Saved entries

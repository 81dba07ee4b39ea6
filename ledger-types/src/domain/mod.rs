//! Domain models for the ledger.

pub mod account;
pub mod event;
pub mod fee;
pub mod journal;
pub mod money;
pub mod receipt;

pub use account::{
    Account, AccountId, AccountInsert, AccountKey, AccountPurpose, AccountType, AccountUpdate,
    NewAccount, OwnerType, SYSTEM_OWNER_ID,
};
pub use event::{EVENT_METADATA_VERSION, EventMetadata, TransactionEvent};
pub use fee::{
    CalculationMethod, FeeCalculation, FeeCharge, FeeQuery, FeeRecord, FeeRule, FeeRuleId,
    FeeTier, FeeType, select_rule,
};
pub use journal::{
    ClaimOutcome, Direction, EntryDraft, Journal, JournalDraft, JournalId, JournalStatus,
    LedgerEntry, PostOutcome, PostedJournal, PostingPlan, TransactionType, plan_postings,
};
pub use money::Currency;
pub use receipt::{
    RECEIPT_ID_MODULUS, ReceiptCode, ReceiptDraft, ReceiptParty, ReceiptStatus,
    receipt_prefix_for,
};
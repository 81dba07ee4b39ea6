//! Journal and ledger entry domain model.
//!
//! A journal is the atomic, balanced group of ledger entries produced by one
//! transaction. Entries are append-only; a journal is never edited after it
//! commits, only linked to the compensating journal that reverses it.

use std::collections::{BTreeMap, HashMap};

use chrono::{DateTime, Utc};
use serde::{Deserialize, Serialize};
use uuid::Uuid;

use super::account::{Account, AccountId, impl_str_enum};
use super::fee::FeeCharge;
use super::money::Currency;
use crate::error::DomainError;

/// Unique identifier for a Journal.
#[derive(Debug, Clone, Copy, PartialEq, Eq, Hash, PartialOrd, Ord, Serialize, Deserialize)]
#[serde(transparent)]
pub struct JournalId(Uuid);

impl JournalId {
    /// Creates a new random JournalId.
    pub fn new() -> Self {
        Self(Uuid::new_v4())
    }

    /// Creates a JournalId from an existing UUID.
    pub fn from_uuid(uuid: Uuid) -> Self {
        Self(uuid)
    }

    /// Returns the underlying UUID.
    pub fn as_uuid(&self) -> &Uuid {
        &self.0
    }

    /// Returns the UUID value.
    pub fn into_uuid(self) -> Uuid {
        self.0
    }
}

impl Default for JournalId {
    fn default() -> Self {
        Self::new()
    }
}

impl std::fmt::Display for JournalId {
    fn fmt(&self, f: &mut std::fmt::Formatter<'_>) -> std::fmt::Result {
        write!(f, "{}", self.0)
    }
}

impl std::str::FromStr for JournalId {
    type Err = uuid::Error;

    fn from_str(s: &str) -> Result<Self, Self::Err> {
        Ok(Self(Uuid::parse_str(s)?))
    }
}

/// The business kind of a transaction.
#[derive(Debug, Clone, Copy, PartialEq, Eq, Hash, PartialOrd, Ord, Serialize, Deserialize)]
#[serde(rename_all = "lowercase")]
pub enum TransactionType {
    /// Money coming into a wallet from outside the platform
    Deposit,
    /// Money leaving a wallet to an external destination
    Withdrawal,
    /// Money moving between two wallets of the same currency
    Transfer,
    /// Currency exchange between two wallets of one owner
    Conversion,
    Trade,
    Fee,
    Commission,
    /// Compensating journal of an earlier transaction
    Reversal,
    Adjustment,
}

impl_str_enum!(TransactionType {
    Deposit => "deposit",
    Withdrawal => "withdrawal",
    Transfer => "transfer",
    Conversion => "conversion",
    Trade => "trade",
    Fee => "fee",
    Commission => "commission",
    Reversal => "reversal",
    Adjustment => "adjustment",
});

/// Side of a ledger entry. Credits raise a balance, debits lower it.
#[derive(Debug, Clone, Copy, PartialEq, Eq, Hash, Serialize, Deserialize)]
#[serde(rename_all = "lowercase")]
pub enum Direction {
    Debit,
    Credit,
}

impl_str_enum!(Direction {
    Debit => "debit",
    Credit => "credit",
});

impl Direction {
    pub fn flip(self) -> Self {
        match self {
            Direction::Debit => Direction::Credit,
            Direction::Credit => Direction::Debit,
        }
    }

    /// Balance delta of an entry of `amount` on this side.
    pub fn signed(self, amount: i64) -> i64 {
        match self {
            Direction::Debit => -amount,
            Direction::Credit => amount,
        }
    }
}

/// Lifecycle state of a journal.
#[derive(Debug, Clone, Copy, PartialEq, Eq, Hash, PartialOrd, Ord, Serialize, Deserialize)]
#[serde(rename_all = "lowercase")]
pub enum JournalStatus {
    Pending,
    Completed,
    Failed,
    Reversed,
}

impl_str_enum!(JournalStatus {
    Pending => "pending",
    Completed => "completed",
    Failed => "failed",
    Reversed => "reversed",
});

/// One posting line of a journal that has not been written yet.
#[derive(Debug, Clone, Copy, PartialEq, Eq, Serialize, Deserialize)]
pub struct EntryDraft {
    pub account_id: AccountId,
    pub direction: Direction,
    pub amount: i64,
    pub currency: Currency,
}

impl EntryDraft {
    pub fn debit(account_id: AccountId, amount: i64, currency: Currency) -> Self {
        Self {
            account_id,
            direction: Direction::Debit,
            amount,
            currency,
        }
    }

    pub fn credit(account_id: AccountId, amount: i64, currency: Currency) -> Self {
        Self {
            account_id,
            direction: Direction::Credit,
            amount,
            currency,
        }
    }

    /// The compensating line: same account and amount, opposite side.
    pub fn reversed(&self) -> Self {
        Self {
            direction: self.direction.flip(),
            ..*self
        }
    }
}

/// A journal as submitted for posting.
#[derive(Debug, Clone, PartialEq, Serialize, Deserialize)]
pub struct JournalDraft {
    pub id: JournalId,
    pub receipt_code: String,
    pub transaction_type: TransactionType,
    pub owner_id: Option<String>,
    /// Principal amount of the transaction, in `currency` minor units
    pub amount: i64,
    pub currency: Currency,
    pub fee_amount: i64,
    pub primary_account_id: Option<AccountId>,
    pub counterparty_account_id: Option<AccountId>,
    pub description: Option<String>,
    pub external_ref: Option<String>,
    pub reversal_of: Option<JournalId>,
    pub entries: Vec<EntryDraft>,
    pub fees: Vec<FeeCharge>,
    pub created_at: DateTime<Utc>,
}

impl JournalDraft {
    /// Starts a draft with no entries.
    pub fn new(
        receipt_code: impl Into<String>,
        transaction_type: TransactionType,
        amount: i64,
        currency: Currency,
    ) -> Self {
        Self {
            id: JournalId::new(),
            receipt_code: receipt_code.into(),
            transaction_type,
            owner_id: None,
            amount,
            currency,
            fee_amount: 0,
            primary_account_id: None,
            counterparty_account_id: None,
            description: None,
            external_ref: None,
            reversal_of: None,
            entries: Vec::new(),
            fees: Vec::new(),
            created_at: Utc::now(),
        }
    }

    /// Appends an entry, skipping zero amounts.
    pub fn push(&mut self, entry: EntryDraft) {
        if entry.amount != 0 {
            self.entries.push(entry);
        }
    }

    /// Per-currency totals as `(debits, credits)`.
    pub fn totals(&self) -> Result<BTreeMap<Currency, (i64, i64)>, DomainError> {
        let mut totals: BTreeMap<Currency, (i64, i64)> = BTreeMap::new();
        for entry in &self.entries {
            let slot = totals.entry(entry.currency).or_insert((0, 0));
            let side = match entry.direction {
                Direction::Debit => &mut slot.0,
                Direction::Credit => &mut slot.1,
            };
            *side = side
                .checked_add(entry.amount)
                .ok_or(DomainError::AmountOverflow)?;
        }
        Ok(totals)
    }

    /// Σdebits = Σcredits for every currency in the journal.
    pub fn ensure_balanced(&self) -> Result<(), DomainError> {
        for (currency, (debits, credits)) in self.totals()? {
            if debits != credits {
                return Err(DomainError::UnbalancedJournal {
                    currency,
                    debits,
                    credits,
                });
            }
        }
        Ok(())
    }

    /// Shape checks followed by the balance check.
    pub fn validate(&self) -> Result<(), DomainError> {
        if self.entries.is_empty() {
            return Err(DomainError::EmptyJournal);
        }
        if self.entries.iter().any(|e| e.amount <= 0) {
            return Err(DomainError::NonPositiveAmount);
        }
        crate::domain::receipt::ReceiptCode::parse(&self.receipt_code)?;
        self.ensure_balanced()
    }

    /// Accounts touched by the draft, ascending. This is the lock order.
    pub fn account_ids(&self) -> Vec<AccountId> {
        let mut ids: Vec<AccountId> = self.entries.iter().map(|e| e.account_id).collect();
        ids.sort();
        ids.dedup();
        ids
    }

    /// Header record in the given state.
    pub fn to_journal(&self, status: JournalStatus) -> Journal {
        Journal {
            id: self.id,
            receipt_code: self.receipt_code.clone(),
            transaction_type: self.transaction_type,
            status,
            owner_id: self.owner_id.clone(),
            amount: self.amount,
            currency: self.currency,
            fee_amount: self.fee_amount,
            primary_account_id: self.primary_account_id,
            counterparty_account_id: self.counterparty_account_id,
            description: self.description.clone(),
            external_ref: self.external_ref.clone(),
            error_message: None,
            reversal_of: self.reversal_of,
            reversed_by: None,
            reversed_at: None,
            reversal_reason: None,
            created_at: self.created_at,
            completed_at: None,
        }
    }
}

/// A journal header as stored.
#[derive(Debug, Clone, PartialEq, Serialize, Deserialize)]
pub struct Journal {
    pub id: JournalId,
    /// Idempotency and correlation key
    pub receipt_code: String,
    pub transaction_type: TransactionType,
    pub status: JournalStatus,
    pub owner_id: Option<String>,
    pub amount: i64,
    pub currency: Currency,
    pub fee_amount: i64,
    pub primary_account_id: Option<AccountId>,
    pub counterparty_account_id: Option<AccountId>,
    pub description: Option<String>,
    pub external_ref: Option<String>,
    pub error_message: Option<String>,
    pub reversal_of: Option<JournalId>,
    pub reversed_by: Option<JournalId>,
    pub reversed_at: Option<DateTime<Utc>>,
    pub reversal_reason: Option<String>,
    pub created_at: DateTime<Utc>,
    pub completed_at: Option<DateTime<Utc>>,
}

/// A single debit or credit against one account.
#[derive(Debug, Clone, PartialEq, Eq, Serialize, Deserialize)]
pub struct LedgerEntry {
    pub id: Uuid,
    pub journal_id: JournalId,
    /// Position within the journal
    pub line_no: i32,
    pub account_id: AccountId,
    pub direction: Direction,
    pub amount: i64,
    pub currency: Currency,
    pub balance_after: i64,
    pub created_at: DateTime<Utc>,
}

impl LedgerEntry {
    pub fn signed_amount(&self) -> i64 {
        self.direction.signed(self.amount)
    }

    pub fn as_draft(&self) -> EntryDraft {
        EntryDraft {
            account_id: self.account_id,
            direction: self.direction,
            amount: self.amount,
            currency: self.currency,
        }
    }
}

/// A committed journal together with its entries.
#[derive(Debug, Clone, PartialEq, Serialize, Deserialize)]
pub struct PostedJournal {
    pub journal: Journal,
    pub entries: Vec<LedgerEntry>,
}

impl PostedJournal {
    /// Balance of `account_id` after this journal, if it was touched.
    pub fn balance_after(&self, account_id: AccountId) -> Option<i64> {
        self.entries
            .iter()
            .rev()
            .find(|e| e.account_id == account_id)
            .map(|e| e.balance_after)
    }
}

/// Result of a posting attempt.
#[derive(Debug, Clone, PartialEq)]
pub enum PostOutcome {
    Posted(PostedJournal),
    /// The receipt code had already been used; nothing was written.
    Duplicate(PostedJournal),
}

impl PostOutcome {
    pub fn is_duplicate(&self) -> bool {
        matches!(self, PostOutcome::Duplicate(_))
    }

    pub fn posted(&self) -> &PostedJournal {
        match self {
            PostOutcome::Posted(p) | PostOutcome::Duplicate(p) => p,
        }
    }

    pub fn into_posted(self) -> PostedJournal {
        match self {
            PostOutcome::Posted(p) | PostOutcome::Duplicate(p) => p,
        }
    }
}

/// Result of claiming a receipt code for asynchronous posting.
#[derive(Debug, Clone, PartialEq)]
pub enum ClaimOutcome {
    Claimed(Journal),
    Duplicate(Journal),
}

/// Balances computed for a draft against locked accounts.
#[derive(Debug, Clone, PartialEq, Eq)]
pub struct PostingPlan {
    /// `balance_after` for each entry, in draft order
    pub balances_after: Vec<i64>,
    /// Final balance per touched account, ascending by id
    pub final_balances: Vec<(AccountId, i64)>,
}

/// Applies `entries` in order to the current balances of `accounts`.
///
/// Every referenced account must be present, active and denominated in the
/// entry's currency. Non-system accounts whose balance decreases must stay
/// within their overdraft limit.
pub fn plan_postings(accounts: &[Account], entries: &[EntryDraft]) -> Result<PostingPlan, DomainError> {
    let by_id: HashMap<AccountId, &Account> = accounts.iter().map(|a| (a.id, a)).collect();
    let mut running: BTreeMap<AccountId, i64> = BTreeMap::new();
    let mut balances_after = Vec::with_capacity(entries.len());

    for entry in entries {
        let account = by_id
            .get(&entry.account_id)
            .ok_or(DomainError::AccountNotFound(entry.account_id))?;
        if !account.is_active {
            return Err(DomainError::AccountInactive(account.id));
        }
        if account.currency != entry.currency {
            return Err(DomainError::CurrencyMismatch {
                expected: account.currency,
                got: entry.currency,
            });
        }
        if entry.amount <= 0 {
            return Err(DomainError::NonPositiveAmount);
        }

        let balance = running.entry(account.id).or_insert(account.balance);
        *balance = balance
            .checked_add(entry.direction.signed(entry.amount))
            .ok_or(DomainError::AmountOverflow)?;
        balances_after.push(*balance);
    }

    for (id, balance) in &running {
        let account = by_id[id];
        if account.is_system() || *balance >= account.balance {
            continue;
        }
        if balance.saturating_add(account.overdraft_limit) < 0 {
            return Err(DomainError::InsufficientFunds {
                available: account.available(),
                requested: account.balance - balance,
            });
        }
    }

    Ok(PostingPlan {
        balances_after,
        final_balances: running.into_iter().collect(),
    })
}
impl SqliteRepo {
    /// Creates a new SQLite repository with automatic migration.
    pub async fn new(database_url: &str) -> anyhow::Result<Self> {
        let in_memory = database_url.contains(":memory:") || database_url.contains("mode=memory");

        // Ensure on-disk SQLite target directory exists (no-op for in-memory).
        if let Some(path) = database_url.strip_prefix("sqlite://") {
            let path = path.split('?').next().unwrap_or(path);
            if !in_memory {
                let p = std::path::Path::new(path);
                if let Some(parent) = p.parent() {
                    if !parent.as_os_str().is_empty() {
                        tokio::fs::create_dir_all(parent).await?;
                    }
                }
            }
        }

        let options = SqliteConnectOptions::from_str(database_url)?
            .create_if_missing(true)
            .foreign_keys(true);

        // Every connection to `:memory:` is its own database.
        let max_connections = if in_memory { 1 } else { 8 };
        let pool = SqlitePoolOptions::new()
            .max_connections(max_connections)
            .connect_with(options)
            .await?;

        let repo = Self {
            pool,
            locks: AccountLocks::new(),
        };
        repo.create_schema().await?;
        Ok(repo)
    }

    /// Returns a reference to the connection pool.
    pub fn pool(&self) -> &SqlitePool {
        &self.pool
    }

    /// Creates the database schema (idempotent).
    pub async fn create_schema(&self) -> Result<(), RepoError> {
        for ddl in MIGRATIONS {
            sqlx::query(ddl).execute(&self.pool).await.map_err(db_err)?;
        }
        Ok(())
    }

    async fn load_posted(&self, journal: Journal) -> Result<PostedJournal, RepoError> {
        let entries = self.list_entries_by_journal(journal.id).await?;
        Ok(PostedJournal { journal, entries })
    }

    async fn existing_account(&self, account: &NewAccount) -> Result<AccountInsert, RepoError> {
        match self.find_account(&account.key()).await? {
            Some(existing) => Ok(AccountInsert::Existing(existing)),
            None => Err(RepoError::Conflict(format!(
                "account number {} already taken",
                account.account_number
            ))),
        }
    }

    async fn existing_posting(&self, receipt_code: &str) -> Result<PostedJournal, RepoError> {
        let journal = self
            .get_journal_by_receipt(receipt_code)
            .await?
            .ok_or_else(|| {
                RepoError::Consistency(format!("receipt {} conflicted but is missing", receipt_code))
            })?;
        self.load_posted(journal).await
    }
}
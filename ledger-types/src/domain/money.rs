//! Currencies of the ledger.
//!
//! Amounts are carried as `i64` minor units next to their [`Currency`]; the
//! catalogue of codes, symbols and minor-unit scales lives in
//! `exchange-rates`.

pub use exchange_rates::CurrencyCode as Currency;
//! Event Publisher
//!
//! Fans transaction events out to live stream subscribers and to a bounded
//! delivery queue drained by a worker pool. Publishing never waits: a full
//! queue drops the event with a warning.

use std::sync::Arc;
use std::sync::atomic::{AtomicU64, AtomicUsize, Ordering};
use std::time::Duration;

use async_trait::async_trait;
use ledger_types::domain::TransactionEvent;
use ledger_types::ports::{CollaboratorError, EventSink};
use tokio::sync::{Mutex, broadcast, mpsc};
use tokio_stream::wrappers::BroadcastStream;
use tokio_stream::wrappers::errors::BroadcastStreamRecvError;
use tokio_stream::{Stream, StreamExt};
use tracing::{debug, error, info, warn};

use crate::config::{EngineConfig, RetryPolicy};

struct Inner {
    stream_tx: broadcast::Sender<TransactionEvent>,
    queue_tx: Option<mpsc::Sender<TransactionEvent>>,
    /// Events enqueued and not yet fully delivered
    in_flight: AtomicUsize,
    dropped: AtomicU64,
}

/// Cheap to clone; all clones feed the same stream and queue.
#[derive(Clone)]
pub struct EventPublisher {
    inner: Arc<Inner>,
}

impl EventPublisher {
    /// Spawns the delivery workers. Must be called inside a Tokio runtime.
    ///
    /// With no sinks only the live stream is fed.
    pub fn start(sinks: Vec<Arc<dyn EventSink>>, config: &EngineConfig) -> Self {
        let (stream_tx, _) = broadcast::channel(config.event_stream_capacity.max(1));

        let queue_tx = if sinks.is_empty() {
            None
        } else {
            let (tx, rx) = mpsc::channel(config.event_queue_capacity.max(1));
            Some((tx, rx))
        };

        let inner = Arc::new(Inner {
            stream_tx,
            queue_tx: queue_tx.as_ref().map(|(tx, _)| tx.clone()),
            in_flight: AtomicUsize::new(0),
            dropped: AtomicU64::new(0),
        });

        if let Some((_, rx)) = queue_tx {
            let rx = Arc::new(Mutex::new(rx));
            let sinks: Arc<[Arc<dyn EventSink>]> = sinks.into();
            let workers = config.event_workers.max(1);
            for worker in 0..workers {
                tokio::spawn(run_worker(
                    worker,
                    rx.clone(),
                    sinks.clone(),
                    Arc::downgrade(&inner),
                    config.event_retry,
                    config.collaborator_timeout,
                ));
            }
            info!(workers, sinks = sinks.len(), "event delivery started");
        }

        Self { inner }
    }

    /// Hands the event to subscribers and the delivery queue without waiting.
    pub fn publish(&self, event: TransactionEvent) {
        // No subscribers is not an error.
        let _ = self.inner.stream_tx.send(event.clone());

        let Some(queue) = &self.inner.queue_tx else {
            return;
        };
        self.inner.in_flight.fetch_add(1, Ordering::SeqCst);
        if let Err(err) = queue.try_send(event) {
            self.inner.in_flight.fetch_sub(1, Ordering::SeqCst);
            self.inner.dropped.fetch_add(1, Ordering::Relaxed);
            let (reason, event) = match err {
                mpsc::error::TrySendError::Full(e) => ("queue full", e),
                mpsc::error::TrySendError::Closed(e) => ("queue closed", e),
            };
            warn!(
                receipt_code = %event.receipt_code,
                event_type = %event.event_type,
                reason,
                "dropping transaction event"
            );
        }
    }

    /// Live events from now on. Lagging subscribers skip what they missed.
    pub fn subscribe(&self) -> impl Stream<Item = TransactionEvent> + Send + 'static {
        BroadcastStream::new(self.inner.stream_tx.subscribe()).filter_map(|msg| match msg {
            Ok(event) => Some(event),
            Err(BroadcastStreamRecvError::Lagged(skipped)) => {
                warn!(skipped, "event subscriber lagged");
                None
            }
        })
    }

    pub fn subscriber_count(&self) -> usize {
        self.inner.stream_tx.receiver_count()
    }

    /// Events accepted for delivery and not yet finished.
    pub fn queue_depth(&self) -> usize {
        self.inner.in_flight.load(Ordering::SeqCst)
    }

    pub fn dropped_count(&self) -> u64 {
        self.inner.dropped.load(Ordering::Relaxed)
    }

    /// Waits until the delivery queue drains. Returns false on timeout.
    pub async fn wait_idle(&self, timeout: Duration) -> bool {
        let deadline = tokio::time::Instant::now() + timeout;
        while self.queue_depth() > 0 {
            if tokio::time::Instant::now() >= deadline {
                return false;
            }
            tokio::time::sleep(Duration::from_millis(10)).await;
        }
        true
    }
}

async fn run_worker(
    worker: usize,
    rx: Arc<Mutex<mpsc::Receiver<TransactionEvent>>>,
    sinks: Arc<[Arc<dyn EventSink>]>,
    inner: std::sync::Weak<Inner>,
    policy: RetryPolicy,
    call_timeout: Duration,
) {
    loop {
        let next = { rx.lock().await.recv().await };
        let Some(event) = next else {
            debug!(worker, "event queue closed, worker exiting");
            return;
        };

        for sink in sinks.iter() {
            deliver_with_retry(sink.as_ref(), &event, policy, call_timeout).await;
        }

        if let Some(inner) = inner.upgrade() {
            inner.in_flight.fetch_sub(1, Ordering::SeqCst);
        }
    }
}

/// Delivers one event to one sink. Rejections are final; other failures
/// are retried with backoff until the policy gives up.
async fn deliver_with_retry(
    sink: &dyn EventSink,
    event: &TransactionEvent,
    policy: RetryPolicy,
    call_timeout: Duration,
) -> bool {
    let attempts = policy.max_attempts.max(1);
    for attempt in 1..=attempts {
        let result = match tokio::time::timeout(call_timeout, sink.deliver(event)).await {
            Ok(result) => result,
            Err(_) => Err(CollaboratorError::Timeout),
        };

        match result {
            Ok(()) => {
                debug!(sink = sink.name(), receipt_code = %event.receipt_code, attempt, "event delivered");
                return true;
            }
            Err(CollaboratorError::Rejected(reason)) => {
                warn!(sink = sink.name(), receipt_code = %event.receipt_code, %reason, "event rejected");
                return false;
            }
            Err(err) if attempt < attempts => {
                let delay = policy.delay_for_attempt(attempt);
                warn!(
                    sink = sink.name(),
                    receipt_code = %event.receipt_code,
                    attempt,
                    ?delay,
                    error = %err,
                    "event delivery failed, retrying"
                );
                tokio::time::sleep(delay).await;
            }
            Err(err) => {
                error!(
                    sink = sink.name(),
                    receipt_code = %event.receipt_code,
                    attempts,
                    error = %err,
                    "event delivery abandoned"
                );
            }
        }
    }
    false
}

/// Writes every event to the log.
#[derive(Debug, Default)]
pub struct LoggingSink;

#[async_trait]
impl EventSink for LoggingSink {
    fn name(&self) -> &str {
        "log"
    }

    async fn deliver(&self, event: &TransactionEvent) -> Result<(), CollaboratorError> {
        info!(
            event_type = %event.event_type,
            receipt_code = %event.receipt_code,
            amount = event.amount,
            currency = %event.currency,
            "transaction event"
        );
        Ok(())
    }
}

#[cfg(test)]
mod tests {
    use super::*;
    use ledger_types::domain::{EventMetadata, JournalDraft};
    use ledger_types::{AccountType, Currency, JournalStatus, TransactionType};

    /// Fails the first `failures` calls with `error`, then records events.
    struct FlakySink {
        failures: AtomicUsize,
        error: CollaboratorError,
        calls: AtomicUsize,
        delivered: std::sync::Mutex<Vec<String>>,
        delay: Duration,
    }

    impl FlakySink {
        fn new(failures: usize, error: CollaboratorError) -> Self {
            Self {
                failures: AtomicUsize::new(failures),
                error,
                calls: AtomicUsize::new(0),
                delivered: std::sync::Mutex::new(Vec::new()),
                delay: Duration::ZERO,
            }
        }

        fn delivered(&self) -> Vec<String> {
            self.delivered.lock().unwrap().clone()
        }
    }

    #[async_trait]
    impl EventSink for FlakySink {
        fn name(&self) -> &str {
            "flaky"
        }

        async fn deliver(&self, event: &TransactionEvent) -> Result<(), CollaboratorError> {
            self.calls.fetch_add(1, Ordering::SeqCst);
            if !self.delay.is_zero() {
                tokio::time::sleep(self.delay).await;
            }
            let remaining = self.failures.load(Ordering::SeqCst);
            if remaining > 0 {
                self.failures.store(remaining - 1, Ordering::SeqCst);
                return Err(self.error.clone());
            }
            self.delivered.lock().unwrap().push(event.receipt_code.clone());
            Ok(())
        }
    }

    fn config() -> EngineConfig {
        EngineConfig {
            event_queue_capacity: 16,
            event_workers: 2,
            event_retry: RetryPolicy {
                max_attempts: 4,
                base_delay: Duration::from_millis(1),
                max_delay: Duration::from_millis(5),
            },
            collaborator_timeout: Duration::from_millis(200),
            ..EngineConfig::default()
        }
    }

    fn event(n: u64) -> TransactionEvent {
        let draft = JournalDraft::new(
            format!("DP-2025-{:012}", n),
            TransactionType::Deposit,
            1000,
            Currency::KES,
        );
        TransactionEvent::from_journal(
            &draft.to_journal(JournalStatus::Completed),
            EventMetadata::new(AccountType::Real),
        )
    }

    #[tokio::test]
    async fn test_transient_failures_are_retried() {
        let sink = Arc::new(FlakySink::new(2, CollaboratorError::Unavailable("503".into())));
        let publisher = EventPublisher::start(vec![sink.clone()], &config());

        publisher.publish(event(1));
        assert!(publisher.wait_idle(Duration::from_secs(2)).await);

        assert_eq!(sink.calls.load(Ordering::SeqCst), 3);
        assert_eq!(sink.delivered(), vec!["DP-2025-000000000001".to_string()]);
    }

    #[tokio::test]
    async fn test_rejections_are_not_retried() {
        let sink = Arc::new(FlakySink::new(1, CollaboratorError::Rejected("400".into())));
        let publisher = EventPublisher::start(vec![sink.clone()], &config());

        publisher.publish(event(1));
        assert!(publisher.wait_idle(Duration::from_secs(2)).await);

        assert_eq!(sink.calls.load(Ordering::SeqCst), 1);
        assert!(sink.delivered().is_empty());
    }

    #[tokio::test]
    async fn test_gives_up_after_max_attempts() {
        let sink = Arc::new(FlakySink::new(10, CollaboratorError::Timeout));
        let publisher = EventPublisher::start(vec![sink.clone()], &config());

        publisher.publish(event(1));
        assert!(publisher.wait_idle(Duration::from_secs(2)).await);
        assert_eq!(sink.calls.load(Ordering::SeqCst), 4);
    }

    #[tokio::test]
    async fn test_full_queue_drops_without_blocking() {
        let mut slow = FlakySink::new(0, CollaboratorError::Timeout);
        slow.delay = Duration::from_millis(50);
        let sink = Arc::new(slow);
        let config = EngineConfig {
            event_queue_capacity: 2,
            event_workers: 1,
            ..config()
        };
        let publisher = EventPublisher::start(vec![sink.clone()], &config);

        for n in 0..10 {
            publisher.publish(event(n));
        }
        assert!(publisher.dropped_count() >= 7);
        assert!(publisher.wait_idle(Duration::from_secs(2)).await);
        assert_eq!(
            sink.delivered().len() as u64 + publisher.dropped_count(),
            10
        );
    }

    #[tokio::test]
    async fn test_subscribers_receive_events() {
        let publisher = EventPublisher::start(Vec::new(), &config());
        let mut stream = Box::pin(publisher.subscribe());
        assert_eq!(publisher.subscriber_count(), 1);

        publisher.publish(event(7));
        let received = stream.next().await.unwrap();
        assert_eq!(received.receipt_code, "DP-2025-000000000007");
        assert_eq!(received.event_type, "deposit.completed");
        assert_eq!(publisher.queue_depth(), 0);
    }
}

● **Work instructions**: Having located the line containing "let publisher = EventPublisher::start(Vec::new(), &config());", set it down along with every line after it through the end of the data, reproducing each exactly.

● **Answer**:
        let publisher = EventPublisher::start(Vec::new(), &config());
        let mut stream = Box::pin(publisher.subscribe());
        assert_eq!(publisher.subscriber_count(), 1);

        publisher.publish(event(7));
        let received = stream.next().await.unwrap();
        assert_eq!(received.receipt_code, "DP-2025-000000000007");
        assert_eq!(received.event_type, "deposit.completed");
        assert_eq!(publisher.queue_depth(), 0);
    }
}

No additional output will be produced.